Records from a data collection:
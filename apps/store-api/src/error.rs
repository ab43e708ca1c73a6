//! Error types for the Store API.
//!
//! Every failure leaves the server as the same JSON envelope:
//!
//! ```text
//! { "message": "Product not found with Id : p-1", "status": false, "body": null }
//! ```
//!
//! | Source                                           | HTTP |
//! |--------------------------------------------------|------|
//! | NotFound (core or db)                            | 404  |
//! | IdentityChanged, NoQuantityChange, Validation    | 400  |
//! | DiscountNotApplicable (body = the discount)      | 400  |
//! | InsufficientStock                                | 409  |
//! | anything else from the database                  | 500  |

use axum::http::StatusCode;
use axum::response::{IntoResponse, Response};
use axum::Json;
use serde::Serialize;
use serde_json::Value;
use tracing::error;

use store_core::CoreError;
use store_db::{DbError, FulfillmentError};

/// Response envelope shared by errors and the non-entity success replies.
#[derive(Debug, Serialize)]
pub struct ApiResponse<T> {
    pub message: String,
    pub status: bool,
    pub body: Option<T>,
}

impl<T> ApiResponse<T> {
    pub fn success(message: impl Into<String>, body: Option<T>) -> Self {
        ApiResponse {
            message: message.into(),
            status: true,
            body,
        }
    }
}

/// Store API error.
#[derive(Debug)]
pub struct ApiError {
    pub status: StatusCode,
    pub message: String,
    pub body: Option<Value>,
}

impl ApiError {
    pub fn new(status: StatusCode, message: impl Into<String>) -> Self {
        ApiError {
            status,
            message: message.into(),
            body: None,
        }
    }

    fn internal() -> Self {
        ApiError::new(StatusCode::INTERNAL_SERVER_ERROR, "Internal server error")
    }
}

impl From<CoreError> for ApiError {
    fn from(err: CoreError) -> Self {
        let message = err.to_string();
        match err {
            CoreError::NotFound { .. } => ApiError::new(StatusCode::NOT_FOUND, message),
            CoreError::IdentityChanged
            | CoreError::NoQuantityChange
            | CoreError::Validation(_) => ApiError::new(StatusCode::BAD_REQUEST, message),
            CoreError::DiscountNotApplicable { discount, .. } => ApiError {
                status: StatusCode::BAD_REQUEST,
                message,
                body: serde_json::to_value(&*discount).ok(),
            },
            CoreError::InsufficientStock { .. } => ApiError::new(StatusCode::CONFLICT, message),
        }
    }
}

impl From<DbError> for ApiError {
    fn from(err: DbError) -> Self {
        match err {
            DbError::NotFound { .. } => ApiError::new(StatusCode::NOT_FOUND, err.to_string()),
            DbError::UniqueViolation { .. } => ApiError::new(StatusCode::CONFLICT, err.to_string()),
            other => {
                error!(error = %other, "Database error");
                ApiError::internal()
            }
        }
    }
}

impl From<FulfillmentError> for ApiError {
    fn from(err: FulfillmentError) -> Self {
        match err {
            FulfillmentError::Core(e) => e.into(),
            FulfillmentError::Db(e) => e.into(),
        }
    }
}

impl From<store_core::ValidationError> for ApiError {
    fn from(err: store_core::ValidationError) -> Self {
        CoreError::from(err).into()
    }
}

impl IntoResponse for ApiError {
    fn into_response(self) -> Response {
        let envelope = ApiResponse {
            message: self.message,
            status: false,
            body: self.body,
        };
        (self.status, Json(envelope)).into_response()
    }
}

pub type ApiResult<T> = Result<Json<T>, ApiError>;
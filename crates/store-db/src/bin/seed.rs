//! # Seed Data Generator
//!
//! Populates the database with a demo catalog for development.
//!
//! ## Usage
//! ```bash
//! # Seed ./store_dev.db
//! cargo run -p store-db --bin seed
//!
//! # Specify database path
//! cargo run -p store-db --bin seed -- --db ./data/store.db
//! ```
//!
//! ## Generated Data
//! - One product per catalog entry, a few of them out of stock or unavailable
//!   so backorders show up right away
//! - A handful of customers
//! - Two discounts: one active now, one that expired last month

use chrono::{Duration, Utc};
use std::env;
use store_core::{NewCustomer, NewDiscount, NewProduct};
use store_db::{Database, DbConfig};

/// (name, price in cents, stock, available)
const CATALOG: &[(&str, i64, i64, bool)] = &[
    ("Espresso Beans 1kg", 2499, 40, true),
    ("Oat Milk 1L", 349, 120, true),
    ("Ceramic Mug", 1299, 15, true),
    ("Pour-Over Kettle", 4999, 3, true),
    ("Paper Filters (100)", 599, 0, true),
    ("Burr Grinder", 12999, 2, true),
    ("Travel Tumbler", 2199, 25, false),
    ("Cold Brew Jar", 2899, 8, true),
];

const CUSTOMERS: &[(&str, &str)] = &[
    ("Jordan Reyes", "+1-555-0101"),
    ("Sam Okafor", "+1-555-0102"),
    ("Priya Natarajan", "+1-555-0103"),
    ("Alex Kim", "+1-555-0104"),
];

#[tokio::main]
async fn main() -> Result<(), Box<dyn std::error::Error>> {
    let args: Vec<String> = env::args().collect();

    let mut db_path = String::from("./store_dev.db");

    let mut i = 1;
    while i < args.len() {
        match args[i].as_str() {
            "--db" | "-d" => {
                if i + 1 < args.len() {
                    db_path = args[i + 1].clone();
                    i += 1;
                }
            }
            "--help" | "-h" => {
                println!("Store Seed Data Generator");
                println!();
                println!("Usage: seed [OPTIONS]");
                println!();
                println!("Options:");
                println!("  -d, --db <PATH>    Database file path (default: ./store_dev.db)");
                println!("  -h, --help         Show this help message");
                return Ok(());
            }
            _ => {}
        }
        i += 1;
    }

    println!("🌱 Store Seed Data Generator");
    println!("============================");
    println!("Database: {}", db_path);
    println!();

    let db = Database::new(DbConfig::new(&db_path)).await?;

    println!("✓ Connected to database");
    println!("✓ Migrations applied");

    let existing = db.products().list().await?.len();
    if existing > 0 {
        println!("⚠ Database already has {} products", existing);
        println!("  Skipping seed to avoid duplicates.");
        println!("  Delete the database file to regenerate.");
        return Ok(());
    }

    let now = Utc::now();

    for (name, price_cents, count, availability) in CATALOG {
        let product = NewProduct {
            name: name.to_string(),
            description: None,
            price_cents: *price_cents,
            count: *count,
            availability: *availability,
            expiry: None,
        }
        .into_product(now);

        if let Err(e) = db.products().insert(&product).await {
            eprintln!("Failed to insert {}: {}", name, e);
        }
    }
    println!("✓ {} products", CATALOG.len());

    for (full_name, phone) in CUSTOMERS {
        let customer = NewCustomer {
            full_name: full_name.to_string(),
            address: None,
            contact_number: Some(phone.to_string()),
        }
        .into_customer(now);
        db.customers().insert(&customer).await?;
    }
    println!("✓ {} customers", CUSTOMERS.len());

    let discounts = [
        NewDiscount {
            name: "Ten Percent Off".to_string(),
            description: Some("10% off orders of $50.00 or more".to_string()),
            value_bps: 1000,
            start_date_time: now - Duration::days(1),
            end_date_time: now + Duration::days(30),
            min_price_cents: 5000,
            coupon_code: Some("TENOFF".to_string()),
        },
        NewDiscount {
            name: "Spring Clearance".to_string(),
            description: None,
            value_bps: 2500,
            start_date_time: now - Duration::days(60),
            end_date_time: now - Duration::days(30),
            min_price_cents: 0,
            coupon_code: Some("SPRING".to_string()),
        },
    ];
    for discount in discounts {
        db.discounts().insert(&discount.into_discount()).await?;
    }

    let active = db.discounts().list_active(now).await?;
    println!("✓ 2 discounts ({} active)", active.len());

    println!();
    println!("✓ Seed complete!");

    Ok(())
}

**To do:**
Copy every line above without altering a word.

**Solution to the exercise:**
filename apps/store-api/src/error.rs
repository ab43e708ca1c73a6
//! Error types for the Store API.
//!
//! Every failure leaves the server as the same JSON envelope:
//!
//! ```text
//! { "message": "Product not found with Id : p-1", "status": false, "body": null }
//! ```
//!
//! | Source                                           | HTTP |
//! |--------------------------------------------------|------|
//! | NotFound (core or db)                            | 404  |
//! | IdentityChanged, NoQuantityChange, Validation    | 400  |
//! | DiscountNotApplicable (body = the discount)      | 400  |
//! | InsufficientStock                                | 409  |
//! | anything else from the database                  | 500  |

use axum::http::StatusCode;
use axum::response::{IntoResponse, Response};
use axum::Json;
use serde::Serialize;
use serde_json::Value;
use tracing::error;

use store_core::CoreError;
use store_db::{DbError, FulfillmentError};

/// Response envelope shared by errors and the non-entity success replies.
#[derive(Debug, Serialize)]
pub struct ApiResponse<T> {
    pub message: String,
    pub status: bool,
    pub body: Option<T>,
}

impl<T> ApiResponse<T> {
    pub fn success(message: impl Into<String>, body: Option<T>) -> Self {
        ApiResponse {
            message: message.into(),
            status: true,
            body,
        }
    }
}

/// Store API error.
#[derive(Debug)]
pub struct ApiError {
    pub status: StatusCode,
    pub message: String,
    pub body: Option<Value>,
}

impl ApiError {
    pub fn new(status: StatusCode, message: impl Into<String>) -> Self {
        ApiError {
            status,
            message: message.into(),
            body: None,
        }
    }

    fn internal() -> Self {
        ApiError::new(StatusCode::INTERNAL_SERVER_ERROR, "Internal server error")
    }
}

impl From<CoreError> for ApiError {
    fn from(err: CoreError) -> Self {
        let message = err.to_string();
        match err {
            CoreError::NotFound { .. } => ApiError::new(StatusCode::NOT_FOUND, message),
            CoreError::IdentityChanged
            | CoreError::NoQuantityChange
            | CoreError::Validation(_) => ApiError::new(StatusCode::BAD_REQUEST, message),
            CoreError::DiscountNotApplicable { discount, .. } => ApiError {
                status: StatusCode::BAD_REQUEST,
                message,
                body: serde_json::to_value(&*discount).ok(),
            },
            CoreError::InsufficientStock { .. } => ApiError::new(StatusCode::CONFLICT, message),
        }
    }
}

impl From<DbError> for ApiError {
    fn from(err: DbError) -> Self {
        match err {
            DbError::NotFound { .. } => ApiError::new(StatusCode::NOT_FOUND, err.to_string()),
            DbError::UniqueViolation { .. } => ApiError::new(StatusCode::CONFLICT, err.to_string()),
            other => {
                error!(error = %other, "Database error");
                ApiError::internal()
            }
        }
    }
}

impl From<FulfillmentError> for ApiError {
    fn from(err: FulfillmentError) -> Self {
        match err {
            FulfillmentError::Core(e) => e.into(),
            FulfillmentError::Db(e) => e.into(),
        }
    }
}

impl From<store_core::ValidationError> for ApiError {
    fn from(err: store_core::ValidationError) -> Self {
        CoreError::from(err).into()
    }
}

impl IntoResponse for ApiError {
    fn into_response(self) -> Response {
        let envelope = ApiResponse {
            message: self.message,
            status: false,
            body: self.body,
        };
        (self.status, Json(envelope)).into_response()
    }
}

pub type ApiResult<T> = Result<Json<T>, ApiError>;
filename crates/store-db/src/bin/seed.rs
//! # Seed Data Generator
//!
//! Populates the database with a demo catalog for development.
//!
//! ## Usage
//! ```bash
//! # Seed ./store_dev.db
//! cargo run -p store-db --bin seed
//!
//! # Specify database path
//! cargo run -p store-db --bin seed -- --db ./data/store.db
//! ```
//!
//! ## Generated Data
//! - One product per catalog entry, a few of them out of stock or unavailable
//!   so backorders show up right away
//! - A handful of customers
//! - Two discounts: one active now, one that expired last month

use chrono::{Duration, Utc};
use std::env;
use store_core::{NewCustomer, NewDiscount, NewProduct};
use store_db::{Database, DbConfig};

/// (name, price in cents, stock, available)
const CATALOG: &[(&str, i64, i64, bool)] = &[
    ("Espresso Beans 1kg", 2499, 40, true),
    ("Oat Milk 1L", 349, 120, true),
    ("Ceramic Mug", 1299, 15, true),
    ("Pour-Over Kettle", 4999, 3, true),
    ("Paper Filters (100)", 599, 0, true),
    ("Burr Grinder", 12999, 2, true),
    ("Travel Tumbler", 2199, 25, false),
    ("Cold Brew Jar", 2899, 8, true),
];

const CUSTOMERS: &[(&str, &str)] = &[
    ("Jordan Reyes", "+1-555-0101"),
    ("Sam Okafor", "+1-555-0102"),
    ("Priya Natarajan", "+1-555-0103"),
    ("Alex Kim", "+1-555-0104"),
];

#[tokio::main]
async fn main() -> Result<(), Box<dyn std::error::Error>> {
    let args: Vec<String> = env::args().collect();

    let mut db_path = String::from("./store_dev.db");

    let mut i = 1;
    while i < args.len() {
        match args[i].as_str() {
            "--db" | "-d" => {
                if i + 1 < args.len() {
                    db_path = args[i + 1].clone();
                    i += 1;
                }
            }
            "--help" | "-h" => {
                println!("Store Seed Data Generator");
                println!();
                println!("Usage: seed [OPTIONS]");
                println!();
                println!("Options:");
                println!("  -d, --db <PATH>    Database file path (default: ./store_dev.db)");
                println!("  -h, --help         Show this help message");
                return Ok(());
            }
            _ => {}
        }
        i += 1;
    }

    println!("🌱 Store Seed Data Generator");
    println!("============================");
    println!("Database: {}", db_path);
    println!();

    let db = Database::new(DbConfig::new(&db_path)).await?;

    println!("✓ Connected to database");
    println!("✓ Migrations applied");

    let existing = db.products().list().await?.len();
    if existing > 0 {
        println!("⚠ Database already has {} products", existing);
        println!("  Skipping seed to avoid duplicates.");
        println!("  Delete the database file to regenerate.");
        return Ok(());
    }

    let now = Utc::now();

    for (name, price_cents, count, availability) in CATALOG {
        let product = NewProduct {
            name: name.to_string(),
            description: None,
            price_cents: *price_cents,
            count: *count,
            availability: *availability,
            expiry: None,
        }
        .into_product(now);

        if let Err(e) = db.products().insert(&product).await {
            eprintln!("Failed to insert {}: {}", name, e);
        }
    }
    println!("✓ {} products", CATALOG.len());

    for (full_name, phone) in CUSTOMERS {
        let customer = NewCustomer {
            full_name: full_name.to_string(),
            address: None,
            contact_number: Some(phone.to_string()),
        }
        .into_customer(now);
        db.customers().insert(&customer).await?;
    }
    println!("✓ {} customers", CUSTOMERS.len());

    let discounts = [
        NewDiscount {
            name: "Ten Percent Off".to_string(),
            description: Some("10% off orders of $50.00 or more".to_string()),
            value_bps: 1000,
            start_date_time: now - Duration::days(1),
            end_date_time: now + Duration::days(30),
            min_price_cents: 5000,
            coupon_code: Some("TENOFF".to_string()),
        },
        NewDiscount {
            name: "Spring Clearance".to_string(),
            description: None,
            value_bps: 2500,
            start_date_time: now - Duration::days(60),
            end_date_time: now - Duration::days(30),
            min_price_cents: 0,
            coupon_code: Some("SPRING".to_string()),
        },
    ];
    for discount in discounts {
        db.discounts().insert(&discount.into_discount()).await?;
    }

    let active = db.discounts().list_active(now).await?;
    println!("✓ 2 discounts ({} active)", active.len());

    println!();
    println!("✓ Seed complete!");

    Ok(())
}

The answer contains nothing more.